Nas interrogações o vento encontra espaço propício para se instalar feito ciclone. Daí, queremos dar rumo à vida sem obedecer a regência da senhora Natureza: a energia cósmica. E, já andando com as próprias pernas, fazemos o nosso Mundo. E seguimos. Nas zonas limítrofes da existência, sempre encontramos portas a serem abertas e outras que se fecham aos nossos olhos. E, como se fôssemos cabras sem chocalhos ou ovelhas sem pastores, vamos adentrando sem medo, sem pedir licença, sem perguntar se é ali que queremos nos instalar, ou não. Mas experimentar é preciso. E assim, rompemos...

Logo, percebemos que, independente de onde estamos, existe sempre alguém, próximo ou distante, que nos dá o alimento. Seja ele de natureza fisiológica ou espiritual. Então, descobrimos que estamos mudando. E mudamos! Crescemos! O crescimento é palpável e, também, doloroso. Viramos adultos. É aí que notamos que o vento que sopra nem sempre sopra na direção que queremos.

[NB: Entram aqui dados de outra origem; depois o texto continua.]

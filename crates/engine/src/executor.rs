// SPDX-License-Identifier: BUSL-1.1
// Copyright (c) 2026 Alfred Jean LLC

//! Subprocess invocation, per-project serialization, and JSON stream
//! parsing (§4.4).
//!
//! At most one execution runs per project at a time; the project's
//! `exec_lock` is the enforcement point (§9: "naturally expressed with a
//! mutual-exclusion primitive owned by the project"). A global semaphore
//! caps total concurrent executions across all projects. The active-run
//! table is the ground truth for "is executing" and the target of `Kill`.

use std::collections::HashMap;
use std::path::PathBuf;
use std::sync::Arc;
use std::time::Duration;

use gwy_adapters::{AgentCli, AgentError, AgentExit, AgentInvocation, AgentLine};
use gwy_core::{Clock, Direction, ErrorKind, Envelope, ExecuteOptions, GatewayError, IdGen, ProjectId, ProjectState};
use parking_lot::Mutex;
use serde_json::{json, Value};
use tokio::time::Instant;
use tokio_util::sync::CancellationToken;
use tracing::{info, warn};

use crate::error::EngineError;
use crate::project_manager::{project_not_found, ProjectHandle, ProjectManager};
use crate::router::Router;

/// Tunables for subprocess invocation (§4.4, §5).
#[derive(Debug, Clone)]
pub struct ExecutorConfig {
    pub agent_binary: PathBuf,
    pub execution_timeout: Duration,
    pub termination_grace: Duration,
    pub max_concurrency: usize,
}

impl Default for ExecutorConfig {
    fn default() -> Self {
        Self {
            agent_binary: PathBuf::from("claude"),
            execution_timeout: Duration::from_secs(5 * 60),
            termination_grace: Duration::from_secs(5),
            max_concurrency: 16,
        }
    }
}

struct ActiveRun {
    started_at: std::time::Instant,
    cancel: CancellationToken,
}

/// Why a run's output loop stopped, distinct from the subprocess's own
/// exit status — the same nonzero exit can be self-inflicted (timeout,
/// explicit kill) or a genuine crash.
#[derive(Debug, Clone, Copy, PartialEq, Eq)]
enum StopReason {
    Eof,
    Timeout,
    Killed,
    Oversize,
}

pub struct Executor<C: Clock, G: IdGen, A: AgentCli> {
    agent_cli: Arc<A>,
    config: ExecutorConfig,
    router: Router,
    manager: Arc<ProjectManager<C, G>>,
    active: Mutex<HashMap<ProjectId, ActiveRun>>,
    concurrency: Arc<tokio::sync::Semaphore>,
}

impl<C: Clock, G: IdGen, A: AgentCli> Executor<C, G, A> {
    pub fn new(manager: Arc<ProjectManager<C, G>>, agent_cli: Arc<A>, config: ExecutorConfig) -> Arc<Self> {
        let max_concurrency = config.max_concurrency;
        Arc::new(Self {
            agent_cli,
            config,
            router: Router::new(),
            manager,
            active: Mutex::new(HashMap::new()),
            concurrency: Arc::new(tokio::sync::Semaphore::new(max_concurrency)),
        })
    }

    pub fn is_active(&self, id: &ProjectId) -> bool {
        self.active.lock().contains_key(id)
    }

    /// Wall-clock duration since the current run for `project_id` started,
    /// if one is active. Used by the admin CLI's status query.
    pub fn active_since(&self, id: &ProjectId) -> Option<Duration> {
        self.active.lock().get(id).map(|run| run.started_at.elapsed())
    }

    /// Start a run for `project`. Validates options, enforces the
    /// at-most-one-execution rule, and returns as soon as the run has been
    /// accepted and its `EXECUTING` state broadcast — the run itself
    /// streams and completes in a spawned task.
    pub async fn execute(
        self: &Arc<Self>,
        project: Arc<ProjectHandle>,
        prompt: String,
        options: ExecuteOptions,
    ) -> Result<(), EngineError> {
        options.validate()?;

        let guard = Arc::clone(&project.exec_lock).try_lock_owned().map_err(|_| {
            EngineError::from(GatewayError::new(ErrorKind::ProcessActive, "project already has an active execution"))
        })?;

        let cancel = CancellationToken::new();
        self.active.lock().insert(
            project.id.clone(),
            ActiveRun {
                started_at: std::time::Instant::now(),
                cancel: cancel.clone(),
            },
        );
        project.set_state(ProjectState::Executing);
        self.router.broadcast(&project, &state_envelope(&project, ProjectState::Executing, None));

        let executor = Arc::clone(self);
        tokio::spawn(async move {
            let permit = executor.concurrency.clone().acquire_owned().await.ok();
            executor.run(project, prompt, options, guard, cancel).await;
            drop(permit);
        });
        Ok(())
    }

    /// Terminate the active run for `project_id`, if any (§4.4 `Kill`).
    /// Idempotent after the first successful call.
    pub fn kill(&self, project_id: &ProjectId) -> Result<(), EngineError> {
        let active = self.active.lock();
        match active.get(project_id) {
            Some(run) => {
                run.cancel.cancel();
                Ok(())
            }
            None => Err(GatewayError::new(ErrorKind::ProcessNotActive, "no active execution for project").into()),
        }
    }

    async fn run(
        self: Arc<Self>,
        project: Arc<ProjectHandle>,
        prompt: String,
        options: ExecuteOptions,
        _guard: tokio::sync::OwnedMutexGuard<()>,
        cancel: CancellationToken,
    ) {
        let invocation = AgentInvocation {
            binary: self.config.agent_binary.clone(),
            prompt,
            options,
            session_id: project.session_id(),
            cwd: project.path.clone(),
            env: gwy_adapters::scrubbed_environment(),
        };

        let outcome = match self.agent_cli.spawn(invocation).await {
            Ok(run) => self.stream(&project, run, cancel).await,
            Err(e) => RunOutcome::SpawnFailed(e),
        };

        self.finish(&project, outcome).await;
        self.active.lock().remove(&project.id);
    }

    async fn stream(&self, project: &ProjectHandle, mut run: Box<dyn gwy_adapters::AgentRun>, cancel: CancellationToken) -> RunOutcome {
        let deadline = Instant::now() + self.config.execution_timeout;
        let sleep = tokio::time::sleep_until(deadline);
        tokio::pin!(sleep);

        let mut latest_session_id = None;
        let mut stop = StopReason::Eof;

        loop {
            tokio::select! {
                biased;
                _ = cancel.cancelled() => {
                    stop = StopReason::Killed;
                    break;
                }
                () = &mut sleep => {
                    stop = StopReason::Timeout;
                    break;
                }
                line = run.next_line() => {
                    match line {
                        Ok(Some(AgentLine::Event(value))) => {
                            if let Some(sid) = extract_session_id(&value) {
                                latest_session_id = Some(sid);
                            }
                            self.log_and_broadcast(project, Direction::Agent, value.clone());
                            self.router.broadcast(project, &Envelope::response("agent_message", Some(project.id.clone()), Some(value)));
                        }
                        Ok(Some(AgentLine::Malformed(text))) => {
                            warn!(project = %project.id, "agent emitted non-JSON output line");
                            let payload = json!({ "raw": text });
                            self.log_and_broadcast(project, Direction::Agent, payload.clone());
                            self.router.broadcast(project, &error_envelope(&project.id, ErrorKind::InternalError, "malformed agent output", Some(payload)));
                        }
                        Ok(Some(AgentLine::Oversize)) => {
                            stop = StopReason::Oversize;
                            break;
                        }
                        Ok(None) => break,
                        Err(e) => {
                            warn!(project = %project.id, error = %e, "error reading agent stdout");
                            break;
                        }
                    }
                }
            }
        }

        if stop != StopReason::Eof {
            run.terminate_with_grace(self.config.termination_grace).await;
        }

        let exit = run.wait().await;
        RunOutcome::Ran { stop, exit, session_id: latest_session_id }
    }

    fn log_and_broadcast(&self, project: &ProjectHandle, direction: Direction, message: Value) {
        if let Err(e) = project.log.lock().append(direction, message) {
            warn!(project = %project.id, error = %e, "failed to append to message log");
        }
    }

    async fn finish(&self, project: &ProjectHandle, outcome: RunOutcome) {
        match outcome {
            RunOutcome::Ran { stop: StopReason::Eof, exit, session_id } if exit.success => {
                if let Err(e) = self.manager.update_session(&project.id, session_id.clone()) {
                    warn!(project = %project.id, error = %e, "failed to persist session id");
                }
                project.set_state(ProjectState::Idle);
                self.router.broadcast(project, &state_envelope(project, ProjectState::Idle, session_id));
            }
            RunOutcome::Ran { stop, exit, .. } => {
                project.set_state(ProjectState::Error);
                self.emit_terminal_error(project, stop, &exit);
                self.router.broadcast(project, &state_envelope(project, ProjectState::Error, None));
            }
            RunOutcome::SpawnFailed(e) => {
                project.set_state(ProjectState::Error);
                let kind = match e {
                    AgentError::NotFound(_) => ErrorKind::AgentNotFound,
                    _ => ErrorKind::InternalError,
                };
                self.router.broadcast(project, &error_envelope(&project.id, kind, &e.to_string(), None));
                self.router.broadcast(project, &state_envelope(project, ProjectState::Error, None));
            }
        }
    }

    fn emit_terminal_error(&self, project: &ProjectHandle, stop: StopReason, exit: &AgentExit) {
        let envelope = match stop {
            StopReason::Timeout => error_envelope(&project.id, ErrorKind::ExecutionTimeout, "execution exceeded the configured deadline", None),
            StopReason::Killed => Envelope::response("agent_killed", Some(project.id.clone()), None),
            StopReason::Oversize => error_envelope(
                &project.id,
                ErrorKind::InvalidParameter,
                "agent output line exceeded the maximum size",
                None,
            ),
            StopReason::Eof => error_envelope(
                &project.id,
                ErrorKind::InternalError,
                "agent process exited with an error",
                Some(json!({ "code": exit.code, "stderr": exit.stderr })),
            ),
        };
        self.log_and_broadcast(project, Direction::Agent, serde_json::to_value(&envelope).unwrap_or(Value::Null));
        self.router.broadcast(project, &envelope);
    }
}

enum RunOutcome {
    Ran { stop: StopReason, exit: AgentExit, session_id: Option<String> },
    SpawnFailed(AgentError),
}

fn extract_session_id(value: &Value) -> Option<String> {
    value.get("session_id").and_then(Value::as_str).map(str::to_string)
}

fn state_envelope(project: &ProjectHandle, state: ProjectState, session_id: Option<String>) -> Envelope {
    let mut data = json!({ "state": state });
    if let Some(session_id) = session_id.or_else(|| project.session_id()) {
        data["session_id"] = Value::String(session_id);
    }
    Envelope::response("project_state", Some(project.id.clone()), Some(data))
}

fn error_envelope(project_id: &ProjectId, kind: ErrorKind, message: &str, details: Option<Value>) -> Envelope {
    let mut data = json!({ "code": kind.as_str(), "message": message });
    if let Some(details) = details {
        data["details"] = details;
    }
    Envelope::response("error", Some(project_id.clone()), Some(data))
}

/// Used by the dispatcher to report `process_not_active` without poking
/// at the executor's private table directly.
pub fn unknown_project(id: &ProjectId) -> EngineError {
    project_not_found(id)
}

#[cfg(test)]
#[path = "executor_tests.rs"]
mod tests;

E é assim que, mais tarde, numa tarde qualquer, descobrimos que nunca é tarde, mas também não é cedo. É apenas descoberta! É. Mesmo na escuridão da noite ou no dia ensolarado, É... No sono profundo, É. Então, colocamos a mão abaixo do queixo e nos dobramos para esta letrinha, que com um traço sobre si, traça a nossa vida. É. É letra? É palavra? É verbo? É. É algo mais... E nos perguntamos: “É mesmo?" É... E parece que isso ecoa lá detrás da linha do horizonte. E a linha desaparece para o horizonte se abrir. De repente, parece que a vida nos laça com a tal linha e nos dá um nó. "É mesmo?" É. É assim mesmo... O tal nó é crescente sem dimensão: que ri da geometria, que desobedece as Línguas e desafia as demais ciências.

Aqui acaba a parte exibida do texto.